Leveraging AI, Knowledge Search, and Organizational Learning for Innovation: A Multi-Mediation Model of Dynamic Capabilities and Absorptive Capacity in Medium-Sized Manufacturing Firms
คำสำคัญ:
Artificial Intelligence, Big Data Analytics, Knowledge Search, Organizational Learning, Dynamic Capabilities, Absorptive Capacity, Innovation Performanceบทคัดย่อ
The proliferation of Artificial Intelligence (AI) and Big Data Analytics (BDA) has significantly transformed innovation processes across industries. However, medium-sized enterprises (MSEs) often face challenges in leveraging these technologies due to resource constraints and limited organizational readiness.

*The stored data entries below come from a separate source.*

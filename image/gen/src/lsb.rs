/*++

Licensed under the Apache-2.0 license.

File Name:

   lsb.rs

Abstract:

    Lays out one falcon's LSB header, ucode payload and bootloader data,
    and builds the bootloader descriptor stored in the bootloader data.

--*/

use acr_image_types::layout::*;
use acr_image_types::*;

/// Check a ucode descriptor against the image it describes
pub fn validate_ucode_desc(desc: &LsFalconUcodeDesc, image_len: usize) -> AcrResult<()> {
    if image_len == 0 {
        return Err(AcrError::FW_IMAGE_EMPTY);
    }
    let image_len = image_len as u64;

    let bl = desc.bootloader_range();
    let app = desc.app_range();
    if bl.end > image_len || app.end > image_len {
        return Err(AcrError::FW_SECTION_OUT_OF_BOUNDS);
    }

    // The LSB copy sizes count the bootloader and the application separately
    if !bl.is_empty() && !app.is_empty() && bl.start < app.end && app.start < bl.end {
        return Err(AcrError::FW_SECTION_OVERLAP);
    }

    // These become DMA bases and offsets in the bootloader descriptor or
    // LSB header
    for offset in [
        desc.bootloader_imem_offset,
        desc.app_start_offset,
        desc.app_resident_code_offset,
        desc.app_resident_data_offset,
    ] {
        if !is_aligned(offset, LSF_CODE_SIZE_ALIGNMENT) {
            return Err(AcrError::FW_SECTION_UNALIGNED);
        }
    }

    if desc.app_resident_data_offset > desc.app_size {
        return Err(AcrError::FW_SECTION_SIZE_UNDERFLOW);
    }

    let app_size = u64::from(desc.app_size);
    let code_end =
        u64::from(desc.app_resident_code_offset) + u64::from(desc.app_resident_code_size);
    let data_end =
        u64::from(desc.app_resident_data_offset) + u64::from(desc.app_resident_data_size);
    if code_end > app_size || data_end > app_size {
        return Err(AcrError::FW_SECTION_OUT_OF_BOUNDS);
    }

    Ok(())
}

/// Where one falcon's sections landed in the blob
#[derive(Debug, Default, Copy, Clone, Eq, PartialEq)]
pub struct LsbPlacement {
    /// LSB header offset, referenced by the WPR header
    pub lsb_offset: u32,

    /// Ucode payload offset
    pub ucode_off: u32,

    /// Image size padded to the code size alignment
    pub payload_size: u32,

    /// Bootloader descriptor offset
    pub bl_data_off: u32,

    /// Cursor after the bootloader data
    pub end: u32,
}

/// LSB header builder
pub struct LsbHeaderBuilder<'a> {
    desc: &'a LsFalconUcodeDesc,
    image_len: u32,
    signature: LsfUcodeDesc,
    flags: LsbFlags,
}

impl<'a> LsbHeaderBuilder<'a> {
    /// Create an instance of `LsbHeaderBuilder`
    ///
    /// # Arguments
    ///
    /// * `desc`      - Ucode descriptor of the image
    /// * `image`     - Ucode image
    /// * `signature` - Descriptor built by `UcodeDescBuilder`
    pub fn new(
        desc: &'a LsFalconUcodeDesc,
        image: &[u8],
        signature: LsfUcodeDesc,
    ) -> AcrResult<Self> {
        validate_ucode_desc(desc, image.len())?;
        let image_len = u32::try_from(image.len()).map_err(|_| AcrError::LAYOUT_BLOB_TOO_LARGE)?;
        Ok(Self {
            desc,
            image_len,
            signature,
            flags: LsbFlags::empty(),
        })
    }

    pub fn flags(mut self, flags: LsbFlags) -> Self {
        self.flags = flags;
        self
    }

    /// Place the sections at `cursor` and fill the header
    ///
    /// # Arguments
    ///
    /// * `cursor` - Current write offset into the non-WPR blob
    ///
    /// # Returns
    ///
    /// * `(LsfLsbHeader, LsbPlacement)` - Header and the advanced cursor
    pub fn build(&self, cursor: u32) -> AcrResult<(LsfLsbHeader, LsbPlacement)> {
        let desc = self.desc;

        let lsb_offset = align_up(cursor, LSF_LSB_HEADER_ALIGNMENT)?;
        let ucode_off = align_up(
            checked_offset(lsb_offset, LSF_LSB_HEADER_SIZE as u32)?,
            LSF_UCODE_DATA_ALIGNMENT,
        )?;
        let payload_size = align_up(self.image_len, LSF_CODE_SIZE_ALIGNMENT)?;
        let bl_data_off = align_up(
            checked_offset(ucode_off, payload_size)?,
            LSF_BL_DATA_ALIGNMENT,
        )?;
        let end = checked_offset(bl_data_off, LSF_BL_DATA_TOTAL_SIZE)?;

        let bl_code_size = align_up(desc.bootloader_size, LSF_BL_CODE_SIZE_ALIGNMENT)?;
        let ucode_size = checked_offset(
            align_up(desc.app_resident_data_offset, LSF_CODE_SIZE_ALIGNMENT)?,
            bl_code_size,
        )?;
        let data_size = checked_offset(align_up(desc.app_size, LSF_DATA_SIZE_ALIGNMENT)?, bl_code_size)?
            .checked_sub(ucode_size)
            .ok_or(AcrError::FW_SECTION_SIZE_UNDERFLOW)?;

        // The HS ucode copies ucode_size + data_size bytes from ucode_off
        if u64::from(ucode_size) + u64::from(data_size) > u64::from(payload_size) {
            return Err(AcrError::FW_SECTION_OUT_OF_BOUNDS);
        }

        let header = LsfLsbHeader {
            signature: self.signature,
            ucode_off,
            ucode_size,
            data_size,
            bl_code_size,
            bl_imem_off: desc.bootloader_imem_offset,
            bl_data_off,
            bl_data_size: LSF_BL_DATA_TOTAL_SIZE,
            app_code_off: checked_offset(desc.app_start_offset, desc.app_resident_code_offset)?,
            app_code_size: align_up(desc.app_resident_code_size, LSF_CODE_SIZE_ALIGNMENT)?,
            app_data_off: checked_offset(desc.app_start_offset, desc.app_resident_data_offset)?,
            app_data_size: align_up(desc.app_resident_data_size, LSF_DATA_SIZE_ALIGNMENT)?,
            flags: self.flags.bits(),
        };

        let placement = LsbPlacement {
            lsb_offset,
            ucode_off,
            payload_size,
            bl_data_off,
            end,
        };

        Ok((header, placement))
    }
}

/// Bootloader descriptor builder
#[derive(Debug, Default, Copy, Clone)]
pub struct BlDescBuilder {
    wpr_base: u64,
    ctx_dma: u32,
    argc: u32,
    argv: u32,
}

impl BlDescBuilder {
    /// Create an instance of `BlDescBuilder`
    ///
    /// # Arguments
    ///
    /// * `wpr_base` - Physical address the HS ucode copies the blob to
    pub fn new(wpr_base: u64) -> Self {
        Self {
            wpr_base,
            ..Default::default()
        }
    }

    pub fn ctx_dma(mut self, ctx_dma: u32) -> Self {
        self.ctx_dma = ctx_dma;
        self
    }

    pub fn args(mut self, argc: u32, argv: u32) -> Self {
        self.argc = argc;
        self.argv = argv;
        self
    }

    /// Build the descriptor addressing the image at its WPR location
    pub fn build(
        &self,
        desc: &LsFalconUcodeDesc,
        header: &LsfLsbHeader,
    ) -> AcrResult<FlcnBlDmemDesc> {
        let code_base = self
            .wpr_base
            .checked_add(u64::from(header.ucode_off) + u64::from(desc.app_start_offset))
            .ok_or(AcrError::LAYOUT_ALIGNMENT_OVERFLOW)?;
        let data_base = code_base
            .checked_add(u64::from(desc.app_resident_data_offset))
            .ok_or(AcrError::LAYOUT_ALIGNMENT_OVERFLOW)?;

        if !is_aligned_u64(code_base, u64::from(LSF_BL_DATA_ALIGNMENT))
            || !is_aligned_u64(data_base, u64::from(LSF_BL_DATA_ALIGNMENT))
        {
            return Err(AcrError::LAYOUT_UNALIGNED_BASE);
        }

        Ok(FlcnBlDmemDesc {
            ctx_dma: self.ctx_dma,
            code_dma_base: code_base.into(),
            non_sec_code_off: desc.app_resident_code_offset,
            non_sec_code_size: desc.app_resident_code_size,
            code_entry_point: desc.app_imem_entry,
            data_dma_base: data_base.into(),
            data_size: desc.app_resident_data_size,
            argc: self.argc,
            argv: self.argv,
            ..Default::default()
        })
    }
}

This study investigates how AI-driven big data capability, knowledge search, and organizational learning affect innovation performance, mediated and moderated by absorptive capacity and dynamic capabilities. Drawing on the Resource-Based View (RBV), Dynamic Capabilities View (DCV), and absorptive capacity theory, a sequential mixed-methods longitudinal design was applied. Survey data were collected from 204 MSEs across Southeast Asia, South Asia, and Eastern Europe, with a one-year longitudinal sub-sample of 93 firms. Data were analyzed using SmartPLS 4.0. The results demonstrate that AI-driven big data capability, knowledge search, and organizational learning significantly enhance innovation performance, both directly and indirectly, through absorptive capacity and dynamic capabilities. Moreover, dynamic capabilities serve as both mediator and moderator, while absorptive capacity strengthens the knowledge–innovation link. Importantly, an inverted U-shaped relationship was confirmed between AI intensity and innovation, highlighting risks of over-reliance. This research advances theory by integrating technological and organizational mechanisms in a unified framework and provides practical guidance for MSEs on balancing AI adoption with organizational readiness.